New Supply Still Commands a Premium in Today’s Apartment Market

New apartments are still commanding a rent premium over stabilized assets.

As of September, lease-up rents among institutional assets averaged $1,982 per month across more than 433,000 units working toward stabilization. That was a 6% premium over rates of $1,871 for stabilized properties, which shows new supply continues to differentiate itself even in a cycle with heavy deliveries.

The fact that rent-to-income ratios remain healthy at 22% and on-time rent payments have surpassed 95% since 2022 reinforces that this premium is not being driven by overextension but by renter willingness to pay for quality.

In the primary markets the story is consistent. Washington DC, Chicago, Los Angeles, Dallas, Houston and Atlanta all show new deliveries leasing above stabilized stock, often in the 20% to 30% range. These markets benefit from deep renter pools, strong job bases and demand for modern product.

Chart showing premiums for new apartments vs. stabilized units.

Even in markets like Memphis and Detroit, the premium stands out sharply. In Memphis, lease-up rents are more than 80% higher than prices in stabilized stock, driven by riverfront locations, mixed‑use town centers and lifestyle branding that stabilized assets cannot match. In Detroit, new supply tied to downtown revitalization is achieving sizable premiums by combining modern finishes, amenity packages and proximity to jobs and culture. Together, these examples show that well-positioned projects can achieve rent growth even outside the traditional coastal and Sun Belt hubs, so long as they are timed and located correctly.

For operators, the implication is that competing with new deliveries requires more than price. Strong service, a seamless resident experience and a clear sense of community identity are what help properties stand out when renters are willing to pay up for new supply. For investors, the spread between lease-up and stabilized rents is one of the clearest signals of where capital can find durable returns.

Submarket dynamics show how premiums can widen well beyond the national average. In places like East Nashville, new supply is leasing at a significant markup because the submarket itself has become a lifestyle destination. Walkable streets, entertainment corridors, and a strong cultural identity create demand for modern product that stabilized stock cannot match. In Houston’s Greenway and Upper Kirby, the story is similar: renters are drawn to high-end finishes, proximity to employment centers and a concentration of dining and retail that makes the area feel like a self-contained hub. Central Tampa illustrates another theme, where skyline views and high rise living differentiate new supply from the garden-style and mid-rise stock that dominates the broader market.

Across these submarkets, the common threads are clear. Premiums are highest where new supply combines location advantages with design and amenity upgrades that align with renter preferences. Waterfront and lakefront settings add another layer of scarcity value, as seen in coastal and riverfront submarkets where views and outdoor access elevate pricing power. These environments show that renters are not just paying for newness, but for a package of lifestyle, convenience and identity that stabilized assets cannot easily replicate.

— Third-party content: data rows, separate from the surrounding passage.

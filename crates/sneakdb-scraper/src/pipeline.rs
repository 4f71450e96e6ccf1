//! Extraction pipeline: one page in, one validated [`ScrapeResult`] out.
//!
//! Stages run in a fixed order and are recorded in the outcome:
//!
//! `Fetched → VariantsExtracted → PricesExtracted → ImagesExtracted →
//! Normalized → Validated → Done`
//!
//! `Failed` is reached only from `Fetched` (unusable content) or from
//! `Validated` (an invariant the earlier stages should have guaranteed).
//! Missing fields never stop the pipeline.

use std::fmt;
use std::sync::LazyLock;

use regex::Regex;
use rust_decimal::Decimal;
use serde::Serialize;
use sneakdb_core::{AppConfig, Brand, ScrapeResult};

use crate::aggregate::{fallback_variant, normalize_images, normalize_prices, normalize_variants, validate};
use crate::brands::{parser_for, BrandParser};
use crate::error::ExtractionError;
use crate::extract::{Located, Page, PriceCandidate, Tier, VariantCandidate};
use crate::normalize::extract_origin;

static MARKUP_TAG_RE: LazyLock<Regex> =
    LazyLock::new(|| Regex::new(r"<[A-Za-z!/?][^>]*>").expect("valid regex"));

/// Share of U+FFFD replacement characters above which content is treated as
/// binary that was decoded lossily.
const MAX_REPLACEMENT_RATIO: f64 = 0.1;

/// Engine settings. Derived from [`AppConfig`] by the binary; tests use
/// [`Default`].
#[derive(Debug, Clone, PartialEq, Eq)]
pub struct ExtractorConfig {
    /// Upper bound for a plausible price; larger observations are dropped.
    pub max_price: Decimal,
    pub max_images: usize,
    /// Run the three field extractions on scoped threads.
    pub parallel_fields: bool,
}

impl Default for ExtractorConfig {
    fn default() -> Self {
        Self {
            max_price: Decimal::new(100_000, 0),
            max_images: 64,
            parallel_fields: false,
        }
    }
}

impl From<&AppConfig> for ExtractorConfig {
    fn from(config: &AppConfig) -> Self {
        Self {
            max_price: config.max_price,
            max_images: config.max_images,
            parallel_fields: config.parallel_fields,
        }
    }
}

#[derive(Debug, Clone, Copy, PartialEq, Eq, Serialize)]
#[serde(rename_all = "snake_case")]
pub enum PipelineStage {
    Fetched,
    VariantsExtracted,
    PricesExtracted,
    ImagesExtracted,
    Normalized,
    Validated,
    Done,
    Failed,
}

/// Why a successful result is incomplete.
#[derive(Debug, Clone, Copy, PartialEq, Eq, Serialize)]
#[serde(rename_all = "snake_case")]
pub enum DegradedReason {
    /// No variant was found; the result carries the placeholder variant.
    NoVariants,
}

impl fmt::Display for DegradedReason {
    fn fmt(&self, f: &mut fmt::Formatter<'_>) -> fmt::Result {
        match self {
            Self::NoVariants => write!(f, "no_variants"),
        }
    }
}

/// The tier each field was read from.
#[derive(Debug, Clone, Copy, PartialEq, Eq, Serialize)]
pub struct FieldTiers {
    pub variants: Tier,
    pub prices: Tier,
    pub images: Tier,
}

#[derive(Debug, Clone, PartialEq, Eq)]
pub struct ExtractionOutcome {
    pub result: ScrapeResult,
    pub degraded: Option<DegradedReason>,
    pub tiers: FieldTiers,
    /// Stages visited, in order.
    pub stages: Vec<PipelineStage>,
}

impl ExtractionOutcome {
    #[must_use]
    pub fn is_degraded(&self) -> bool {
        self.degraded.is_some()
    }
}

type LocatedFields = (Located<VariantCandidate>, Located<PriceCandidate>, Located<String>);

/// Runs a [`BrandParser`] over single pages.
#[derive(Clone, Copy)]
pub struct ExtractionPipeline<'p> {
    parser: &'p dyn BrandParser,
    config: &'p ExtractorConfig,
}

impl<'p> ExtractionPipeline<'p> {
    #[must_use]
    pub fn new(parser: &'p dyn BrandParser, config: &'p ExtractorConfig) -> Self {
        Self { parser, config }
    }

    /// Pipeline over the built-in parser for `brand`.
    #[must_use]
    pub fn for_brand(brand: Brand, config: &'p ExtractorConfig) -> Self {
        Self::new(parser_for(brand), config)
    }

    /// Extracts a [`ScrapeResult`] from `raw_content`.
    ///
    /// `page_url` may be the full product URL or just its origin. Relative
    /// image URLs resolve against its origin; the full URL also supplies the
    /// product code for identifiers. An unparsable `page_url` falls back to
    /// the brand's default origin.
    ///
    /// # Errors
    ///
    /// Returns [`ExtractionError::UnusableContent`] when the content is empty,
    /// binary, or carries no markup, and
    /// [`ExtractionError::InvariantViolation`] if the assembled result fails
    /// validation.
    pub fn run(&self, raw_content: &str, page_url: &str) -> Result<ExtractionOutcome, ExtractionError> {
        let brand = self.parser.brand();
        let mut stages = vec![PipelineStage::Fetched];

        if let Err(reason) = check_content(raw_content) {
            tracing::warn!(brand = %brand, %reason, stage = ?PipelineStage::Failed, "unusable page content");
            return Err(ExtractionError::UnusableContent {
                brand: brand.to_string(),
                reason,
            });
        }

        let base_origin = extract_origin(page_url).unwrap_or_else(|| {
            tracing::warn!(brand = %brand, page_url, "unparsable page url, using brand origin");
            brand.default_origin().to_string()
        });

        let page = Page {
            html: raw_content,
            page_url,
        };
        let (variants, prices, images) = if self.config.parallel_fields {
            self.locate_parallel(&page)
        } else {
            (
                self.parser.locate_variants(&page),
                self.parser.locate_prices(&page),
                self.parser.locate_images(&page),
            )
        };
        stages.extend([
            PipelineStage::VariantsExtracted,
            PipelineStage::PricesExtracted,
            PipelineStage::ImagesExtracted,
        ]);

        let tiers = FieldTiers {
            variants: variants.tier,
            prices: prices.tier,
            images: images.tier,
        };
        tracing::debug!(
            brand = %brand,
            variants = ?tiers.variants,
            prices = ?tiers.prices,
            images = ?tiers.images,
            "located field candidates"
        );

        let mut result = ScrapeResult {
            variants: normalize_variants(variants.candidates),
            price_history: normalize_prices(prices.candidates, self.config.max_price),
            images: normalize_images(images.candidates, &base_origin, self.config.max_images),
        };
        stages.push(PipelineStage::Normalized);

        let mut degraded = None;
        if result.variants.is_empty() {
            let fallback = fallback_variant(self.parser, page_url);
            tracing::warn!(
                brand = %brand,
                unique_identifier = %fallback.unique_identifier,
                "no variants found, using placeholder variant"
            );
            result.variants.push(fallback);
            degraded = Some(DegradedReason::NoVariants);
        }

        stages.push(PipelineStage::Validated);
        if let Err(reason) = validate(&result, self.config.max_price) {
            tracing::error!(brand = %brand, %reason, stage = ?PipelineStage::Failed, "extraction result failed validation");
            return Err(ExtractionError::InvariantViolation {
                brand: brand.to_string(),
                reason,
            });
        }
        stages.push(PipelineStage::Done);

        tracing::debug!(
            brand = %brand,
            variants = result.variants.len(),
            prices = result.price_history.len(),
            images = result.images.len(),
            "extraction complete"
        );

        Ok(ExtractionOutcome {
            result,
            degraded,
            tiers,
            stages,
        })
    }

    fn locate_parallel(&self, page: &Page<'_>) -> LocatedFields {
        std::thread::scope(|scope| {
            let prices = scope.spawn(|| self.parser.locate_prices(page));
            let images = scope.spawn(|| self.parser.locate_images(page));
            let variants = self.parser.locate_variants(page);
            (
                variants,
                prices.join().unwrap_or_else(|panic| std::panic::resume_unwind(panic)),
                images.join().unwrap_or_else(|panic| std::panic::resume_unwind(panic)),
            )
        })
    }
}

/// Extracts a product page for `brand` with default settings.
///
/// # Errors
///
/// See [`ExtractionPipeline::run`].
pub fn extract(raw_content: &str, page_url: &str, brand: Brand) -> Result<ExtractionOutcome, ExtractionError> {
    extract_with_config(raw_content, page_url, brand, &ExtractorConfig::default())
}

/// Extracts a product page for `brand` with explicit settings.
///
/// # Errors
///
/// See [`ExtractionPipeline::run`].
pub fn extract_with_config(
    raw_content: &str,
    page_url: &str,
    brand: Brand,
    config: &ExtractorConfig,
) -> Result<ExtractionOutcome, ExtractionError> {
    ExtractionPipeline::for_brand(brand, config).run(raw_content, page_url)
}

fn check_content(raw_content: &str) -> Result<(), String> {
    if raw_content.trim().is_empty() {
        return Err("empty content".to_string());
    }
    if raw_content.contains('\0') {
        return Err("binary content".to_string());
    }

    let total = raw_content.chars().count();
    let replaced = raw_content.chars().filter(|c| *c == char::REPLACEMENT_CHARACTER).count();
    // Counts are far below 2^52, so the conversion is exact.
    #[allow(clippy::cast_precision_loss)]
    let ratio = replaced as f64 / total as f64;
    if ratio > MAX_REPLACEMENT_RATIO {
        return Err("binary content".to_string());
    }

    if !MARKUP_TAG_RE.is_match(raw_content) {
        return Err("no markup found".to_string());
    }
    Ok(())
}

Of course, not every submarket tells the same story. In Brooklyn and Downtown San Francisco, stabilized rents actually exceed lease-up levels, reflecting affordability ceilings and competitive concessions. The contrast underscores that premiums are earned, not automatic, and that timing, positioning, and neighborhood context matter as much as the product itself.

The national premium may only be $111 a month, roughly 6%, but across hundreds of thousands of units it is a meaningful signal. In the primary markets, the premium is steady and supported by deep renter pools and strong job bases. In select submarkets, it stretches much higher when location, lifestyle and design converge. And in a few cases, it disappears altogether when affordability ceilings and concessions weigh on new supply. For developers, that means execution and site selection are everything. For operators, it means competing on service and resident experience. For investors, it means tracking the lease-up premium is one of the clearest ways to identify where pricing power is durable rather than cyclical.